Flinging open the door to my room, I’m pleasantly surprised by the sight of an understated yet classy abode. The palette is sophisticatedly muted and dominated by copper trimmings. Eyeing the rest of the space, I note the “hi tech” features, such as the integrated touch panel which allows guests the control of air-conditioning and lighting without having to leave the comfort of the bed.

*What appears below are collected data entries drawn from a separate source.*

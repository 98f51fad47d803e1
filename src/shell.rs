//! The `shell:` service: runs a command on the device and collects its
//! combined stdout/stderr until the stream closes.

use crate::error::AdbError;
use crate::stream::StreamEngine;
use crate::transport::Transport;
use std::io::Write;

/// Runs `command` via a fresh `shell:` stream, returning the accumulated
/// combined stdout/stderr. When `echo_output` is set, each chunk is also
/// printed to stdout as it arrives, before the stream closes.
///
/// A non-OKAY response to the initial OPEN surfaces as
/// [`AdbError::StreamRefused`].
pub fn shell(
    transport: &mut impl Transport,
    engine: &mut StreamEngine,
    command: &str,
    echo_output: bool,
) -> Result<Vec<u8>, AdbError> {
    let destination = format!("shell:{command}");
    log::debug!("shell: OPEN {destination:?}");
    let stream = engine.open(transport, &destination)?;

    let mut out = Vec::new();
    let result = (|| -> Result<(), AdbError> {
        while let Some(chunk) = engine.read(transport, &stream)? {
            if echo_output {
                let mut stdout = std::io::stdout();
                stdout.write_all(&chunk).ok();
                stdout.flush().ok();
            }
            out.extend_from_slice(&chunk);
        }
        Ok(())
    })();
    // Best-effort: a protocol error on read still leaves the stream open on
    // our side unless we close it explicitly.
    let _ = engine.close(transport, &stream);
    log::debug!("shell: {destination:?} -> {} bytes", out.len());
    result.map(|_| out)
}

#[cfg(test)]
mod tests {
    use super::*;
    use crate::error::TransportError;
    use crate::packet::{self, Command, Message};
    use std::collections::VecDeque;
    use std::time::Duration;

    struct MockTransport {
        inbound: VecDeque<Vec<u8>>,
        sent: Vec<Message>,
    }

    impl MockTransport {
        fn new(replies: Vec<Message>) -> Self {
            let inbound = replies
                .into_iter()
                .map(|m| {
                    let mut buf = Vec::new();
                    m.encode(&mut buf).unwrap();
                    buf
                })
                .collect();
            Self { inbound, sent: vec![] }
        }
    }

    impl Transport for MockTransport {
        fn send(&mut self, buf: &[u8]) -> Result<(), TransportError> {
            let mut cursor = std::io::Cursor::new(buf.to_vec());
            let header = packet::Header::decode(&mut cursor).unwrap();
            let mut payload = vec![0u8; header.data_length as usize];
            std::io::Read::read_exact(&mut cursor, &mut payload).ok();
            self.sent.push(Message::from_header_and_payload(header, payload).unwrap());
            Ok(())
        }

        fn recv(&mut self, buf: &mut [u8]) -> Result<(), TransportError> {
            let front = self.inbound.front_mut().ok_or(TransportError::Disconnected)?;
            let n = buf.len().min(front.len());
            buf[..n].copy_from_slice(&front[..n]);
            *front = front.split_off(n);
            if front.is_empty() {
                self.inbound.pop_front();
            }
            Ok(())
        }

        fn set_timeout(&mut self, _timeout: Duration) {}
    }

    #[test]
    fn shell_roundtrip_collects_output() {
        let mut transport = MockTransport::new(vec![
            Message::okay(9, 1),
            Message::write(9, 1, b"total 0\n".to_vec()),
            Message::close(9, 1),
        ]);
        let mut engine = StreamEngine::new();
        let output = shell(&mut transport, &mut engine, "ls /", false).unwrap();
        assert_eq!(output, b"total 0\n");
        assert_eq!(transport.sent[0].command, Command::Open);
        assert_eq!(transport.sent[0].payload, b"shell:ls /\0");
    }

    #[test]
    fn shell_refused_surfaces_stream_refused() {
        let mut transport = MockTransport::new(vec![Message::close(9, 1)]);
        let mut engine = StreamEngine::new();
        let err = shell(&mut transport, &mut engine, "ls /", false).unwrap_err();
        assert!(matches!(err, AdbError::StreamRefused));
    }

    #[test]
    fn shell_with_echo_still_returns_accumulated_output() {
        let mut transport = MockTransport::new(vec![
            Message::okay(9, 1),
            Message::write(9, 1, b"hello ".to_vec()),
            Message::write(9, 1, b"world".to_vec()),
            Message::close(9, 1),
        ]);
        let mut engine = StreamEngine::new();
        let output = shell(&mut transport, &mut engine, "echo hi", true).unwrap();
        assert_eq!(output, b"hello world");
    }
}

The sight of a 49” UHD TV and a Nespresso coffee machine in one corner trigger a little jig inside my head. Ah, that’ll come in handy later! Tearing my eyes away from the distractions, I note that the room is also furnished with an open concept wardrobe, which despite being somewhat minimalist in style, is embellished with burnished copper trimmings and comes with a floor-to-ceiling mirror. A work table lines one side of the space complete with an IPad.

But the piece-de-resistance is the ensuite bathroom. Like Winnie the Pooh lured to honey, I find myself gravitating towards the luxurious airy bathroom, which features a beautiful double basin marble vanity countertop with elegant copper trimmings. Rays of sunlight stream in from the large windows, basking the space in a romantic sheen.

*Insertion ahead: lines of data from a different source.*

//! The public entry point: a connected device, reachable over USB or TCP,
//! offering shell, sync, and package operations.

use crate::config::Config;
use crate::error::AdbError;
use crate::fsm::ConnectionFsm;
use crate::keystore::KeyStore;
use crate::package;
use crate::shell;
use crate::stream::StreamEngine;
use crate::sync::{DirEntry, FileStat, SyncSession};
use crate::transport::{Transport, TcpTransport, UsbTransport};
use std::net::ToSocketAddrs;
use std::path::Path;

/// A device reachable over some [`Transport`], authenticated and ready to
/// dispatch commands. At most one stream is open at a time; every operation
/// here opens its stream, drives it to completion, and closes it before
/// returning.
pub struct Device<T: Transport> {
    transport: T,
    engine: StreamEngine,
    fsm: ConnectionFsm,
    keystore: KeyStore,
    config: Config,
}

impl Device<UsbTransport> {
    /// Connects to the sole attached USB device, or the one matching
    /// `serial` if given.
    pub fn connect_usb(serial: Option<&str>, config: Config) -> Result<Self, AdbError> {
        let transport = UsbTransport::connect(serial)?;
        Self::handshake(transport, config)
    }
}

impl Device<TcpTransport> {
    /// Connects over TCP, e.g. to an emulator or `adb tcpip`-enabled device.
    pub fn connect_tcp(addr: impl ToSocketAddrs, config: Config) -> Result<Self, AdbError> {
        let transport = TcpTransport::connect(addr)?;
        Self::handshake(transport, config)
    }
}

impl<T: Transport> Device<T> {
    /// Connects over an already-constructed transport. `connect_usb` and
    /// `connect_tcp` are thin wrappers around this for their respective
    /// transports; this entry point is for callers (and tests) supplying
    /// their own.
    pub fn connect(transport: T, config: Config) -> Result<Self, AdbError> {
        Self::handshake(transport, config)
    }

    fn handshake(mut transport: T, config: Config) -> Result<Self, AdbError> {
        let keystore = KeyStore::load_or_generate_at_path(&config.key_path)?;
        transport.set_timeout(config.connect_timeout);
        let mut fsm = ConnectionFsm::new();
        fsm.connect(&mut transport, &keystore, config.user_approval_timeout)?;
        log::debug!("device: handshake complete, identity={:?}", fsm.device_identity);
        Ok(Self {
            transport,
            engine: StreamEngine::new(),
            fsm,
            keystore,
            config,
        })
    }

    /// The device identity string learned from `CNXN`, e.g. `device::<id>`.
    pub fn identity(&self) -> Option<&str> {
        self.fsm.device_identity.as_deref()
    }

    /// Re-runs the handshake, e.g. after a `PendingUserApproval` error once
    /// the user has approved the host's key on the device screen.
    pub fn reconnect(&mut self) -> Result<(), AdbError> {
        log::debug!("device: reconnecting");
        self.fsm
            .connect(&mut self.transport, &self.keystore, self.config.user_approval_timeout)
    }

    /// Runs `command` in a device shell. When `echo_output` is set, each
    /// chunk of output is also printed as it arrives.
    pub fn shell(&mut self, command: &str, echo_output: bool) -> Result<Vec<u8>, AdbError> {
        shell::shell(&mut self.transport, &mut self.engine, command, echo_output)
    }

    pub fn stat(&mut self, path: &str) -> Result<FileStat, AdbError> {
        let mut session = SyncSession::open(&mut self.transport, &mut self.engine)?;
        let result = session.stat(path);
        let _ = session.quit();
        result
    }

    pub fn list(&mut self, path: &str) -> Result<Vec<DirEntry>, AdbError> {
        let mut session = SyncSession::open(&mut self.transport, &mut self.engine)?;
        let result = session.list(path);
        let _ = session.quit();
        result
    }

    pub fn push(&mut self, local: &Path, remote: &str) -> Result<(), AdbError> {
        if !local.exists() {
            return Err(AdbError::SyncError(format!("local file not found: {}", local.display())));
        }
        let mut session = SyncSession::open(&mut self.transport, &mut self.engine)?;
        let result = session.push(local, remote);
        let _ = session.quit();
        result
    }

    pub fn pull(&mut self, remote: &str, local: &Path) -> Result<(), AdbError> {
        let mut session = SyncSession::open(&mut self.transport, &mut self.engine)?;
        let result = session.pull(remote, local);
        let _ = session.quit();
        result
    }

    pub fn install(&mut self, apk: &Path) -> Result<String, AdbError> {
        package::install(&mut self.transport, &mut self.engine, apk)
    }

    pub fn uninstall(&mut self, package_name: &str) -> Result<String, AdbError> {
        package::uninstall(&mut self.transport, &mut self.engine, package_name)
    }

    pub fn reboot(mut self) -> Result<(), AdbError> {
        package::reboot(&mut self.transport, &mut self.engine)
    }
}
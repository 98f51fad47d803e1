//! Encoding an RSA public key in the ADB format: modulus and Montgomery
//! parameters as little-endian 32-bit-limb arrays, base64-encoded, matching
//! the upstream `adbkey.pub` byte layout so existing device trust lists
//! keep working.

use crate::error::AdbError;
use base64::Engine;
use byteorder::{WriteBytesExt, LE};
use num_bigint_dig::traits::ModInverse;
use num_bigint_dig::{BigUint as DigBigUint, IntoBigInt};
use num_traits::ToPrimitive;
use rsa::traits::PublicKeyParts;
use rsa::RsaPublicKey;
use std::io::{Cursor, Write};

const RSA_KEY_SIZE_WORDS: u32 = 64;
const RSA_KEY_SIZE_BYTES: usize = 256;
const ANDROID_PUBKEY_EXPONENT: u32 = 65537;

/// The ADB-format encoding of an RSA public key.
#[derive(Debug, Eq, PartialEq)]
pub struct AndroidPublicKey {
    modulus_size_words: u32,
    /// Montgomery parameter: -1 / n[0] mod 2^32
    n0inv: u32,
    modulus: [u8; RSA_KEY_SIZE_BYTES],
    /// Montgomery parameter R^2 mod n
    rr: [u8; RSA_KEY_SIZE_BYTES],
    exponent: u32,
}

fn to_dig(value: &rsa::BigUint) -> DigBigUint {
    DigBigUint::from_bytes_le(&value.to_bytes_le())
}

impl AndroidPublicKey {
    pub fn new(public: &RsaPublicKey) -> Result<Self, AdbError> {
        let n = to_dig(public.n());
        let n_bytes = n.to_bytes_le();
        if n_bytes.len() > RSA_KEY_SIZE_BYTES {
            return Err(AdbError::KeyStore(
                "RSA key is not 2048-bit, cannot encode in ADB format".into(),
            ));
        }
        let mut modulus = [0u8; RSA_KEY_SIZE_BYTES];
        modulus[..n_bytes.len()].copy_from_slice(&n_bytes);

        let r32 = DigBigUint::from(1u8) << 32;
        let n0inv = (&n % &r32)
            .mod_inverse(&r32)
            .ok_or_else(|| AdbError::KeyStore("modulus has no inverse mod 2^32".into()))?;
        let n0inv = r32.into_bigint().unwrap() - n0inv;
        let n0inv = n0inv
            .to_u32()
            .ok_or_else(|| AdbError::KeyStore("n0inv did not fit in u32".into()))?;

        let r = DigBigUint::from(1u8) << (RSA_KEY_SIZE_BYTES * 8);
        let rr = (&r * &r) % &n;
        let rr_bytes = rr.to_bytes_le();
        let mut rr = [0u8; RSA_KEY_SIZE_BYTES];
        rr[..rr_bytes.len()].copy_from_slice(&rr_bytes);

        let exponent = public
            .e()
            .to_u32()
            .filter(|e| *e == ANDROID_PUBKEY_EXPONENT)
            .ok_or_else(|| AdbError::KeyStore("RSA exponent must be 65537".into()))?;

        Ok(Self {
            modulus_size_words: RSA_KEY_SIZE_WORDS,
            n0inv,
            modulus,
            rr,
            exponent,
        })
    }

    /// Encodes as `base64(struct) + "\0"`.
    pub fn encode(&self) -> Vec<u8> {
        let mut buf = Vec::with_capacity(4 + 4 + RSA_KEY_SIZE_BYTES * 2 + 4);
        let mut c = Cursor::new(&mut buf);
        c.write_u32::<LE>(self.modulus_size_words).unwrap();
        c.write_u32::<LE>(self.n0inv).unwrap();
        c.write_all(&self.modulus).unwrap();
        c.write_all(&self.rr).unwrap();
        c.write_u32::<LE>(self.exponent).unwrap();
        let mut blob = base64::engine::general_purpose::STANDARD.encode(&buf).into_bytes();
        blob.push(0);
        blob
    }

    #[cfg(test)]
    pub fn decode(encoded: &str) -> Result<Self, AdbError> {
        use byteorder::ReadBytesExt;
        use std::io::Read;
        let buf = base64::engine::general_purpose::STANDARD
            .decode(encoded)
            .map_err(|e| AdbError::KeyStore(e.to_string()))?;
        let mut c = Cursor::new(buf);
        let modulus_size_words = c.read_u32::<LE>()?;
        let n0inv = c.read_u32::<LE>()?;
        let mut modulus = [0u8; RSA_KEY_SIZE_BYTES];
        c.read_exact(&mut modulus)?;
        let mut rr = [0u8; RSA_KEY_SIZE_BYTES];
        c.read_exact(&mut rr)?;
        let exponent = c.read_u32::<LE>()?;
        Ok(Self {
            modulus_size_words,
            n0inv,
            modulus,
            rr,
            exponent,
        })
    }
}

The ensuite bathroom is bathed in natural light and comes complete with a stone bathtub.

A natural stone bath tub occupies pride of place in the centre, while a Gessi spa shower stands invitingly in the corner. The sanitary ware by Gessi, the quintessence of Italian sophisticated luxury, promises a truly indulgent shower experience.


Airwell with interesting copper light fixtures.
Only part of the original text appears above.